Problem description |
Scan the records below for the word "Serialize". Copy each line where it appears.

Stored data:
- - - - -

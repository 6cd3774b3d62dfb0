//! Email notification channel.

use serde::Serialize;
use serde_json::json;

use crate::BqwatchConfig;

/// Channel label holding the destination address.
pub const EMAIL_LABEL: &str = "email_address";

#[derive(Debug, Clone, PartialEq, Serialize)]
pub struct ChannelSpec {
    pub display_name: String,
    pub email: String,
}

impl ChannelSpec {
    pub fn from_config(config: &BqwatchConfig) -> Self {
        Self {
            display_name: config.channel_display_name.clone(),
            email: config.notification_email.trim().to_string(),
        }
    }

    /// `NotificationChannel` resource document.
    pub fn to_payload(&self) -> serde_json::Value {
        json!({
            "type": "email",
            "displayName": self.display_name,
            "labels": { EMAIL_LABEL: self.email },
            "enabled": true
        })
    }
}
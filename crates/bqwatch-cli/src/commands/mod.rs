//! Command implementations for the `bqwatch` binary.

pub mod check;
pub mod deploy;
pub mod init;
pub mod render;

use anyhow::{Context, Result};
use bqwatch_adapter_gcloud::{CommandRunner, GcloudClient};
use bqwatch_core::BqwatchConfig;
use clap::Args;
use std::path::{Path, PathBuf};

pub const DEFAULT_CONFIG_PATH: &str = "bqwatch.yaml";

/// Where the configuration comes from, plus per-run overrides.
#[derive(Args, Debug, Clone, Default)]
pub struct ConfigArgs {
    /// Config file (YAML or TOML). Defaults to ./bqwatch.yaml when present.
    #[arg(long, env = "BQWATCH_CONFIG")]
    pub config: Option<PathBuf>,

    /// Target GCP project. Defaults to the active gcloud project.
    #[arg(long, env = "BQWATCH_PROJECT")]
    pub project: Option<String>,

    /// Address that receives alert notifications.
    #[arg(long, env = "BQWATCH_NOTIFICATION_EMAIL")]
    pub email: Option<String>,
}

impl ConfigArgs {
    /// Load the file (or defaults) and apply flag/env overrides.
    ///
    /// An explicitly named file must exist; the default path is optional.
    pub fn load(&self) -> Result<BqwatchConfig> {
        let mut config = match &self.config {
            Some(path) => BqwatchConfig::from_file(path)
                .with_context(|| format!("Failed to load config from {}", path.display()))?,
            None => BqwatchConfig::load_or_default(DEFAULT_CONFIG_PATH)
                .with_context(|| format!("Failed to load config from {DEFAULT_CONFIG_PATH}"))?,
        };
        self.apply(&mut config);
        Ok(config)
    }

    fn apply(&self, config: &mut BqwatchConfig) {
        if let Some(project) = &self.project {
            config.project_id = Some(project.clone());
        }
        if let Some(email) = &self.email {
            config.notification_email = email.clone();
        }
    }

    pub fn source(&self) -> &Path {
        self.config
            .as_deref()
            .unwrap_or_else(|| Path::new(DEFAULT_CONFIG_PATH))
    }
}

/// Fill in `project_id` from gcloud when neither the file nor the flags set it.
pub async fn resolve_project<R: CommandRunner>(
    gcloud: &GcloudClient<R>,
    config: &mut BqwatchConfig,
) -> Result<()> {
    if config.project().is_ok() {
        return Ok(());
    }

    let active = gcloud
        .active_project()
        .await
        .context("Failed to read the active gcloud project")?;
    if let Some(project) = active {
        tracing::info!(project = %project, "Using active gcloud project");
        config.project_id = Some(project);
    }
    Ok(())
}

#[cfg(test)]
mod tests {
    use super::*;
    use std::fs;

    #[test]
    fn overrides_win_over_file() {
        let dir = tempfile::tempdir().unwrap();
        let path = dir.path().join("bqwatch.yaml");
        fs::write(
            &path,
            "project_id: from-file\nnotification_email: file@acme.example\nwindow_seconds: 1800\n",
        )
        .unwrap();

        let args = ConfigArgs {
            config: Some(path),
            project: Some("from-flag".into()),
            email: None,
        };
        let config = args.load().unwrap();

        assert_eq!(config.project_id.as_deref(), Some("from-flag"));
        assert_eq!(config.notification_email, "file@acme.example");
        assert_eq!(config.window_seconds, 1800);
    }

    #[test]
    fn named_config_must_exist() {
        let dir = tempfile::tempdir().unwrap();
        let args = ConfigArgs {
            config: Some(dir.path().join("missing.yaml")),
            ..Default::default()
        };

        let err = args.load().unwrap_err();
        assert!(format!("{err:#}").contains("missing.yaml"));
    }
}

- - - - -

Output of the task |
use serde::Serialize;
#[derive(Debug, Clone, PartialEq, Serialize)]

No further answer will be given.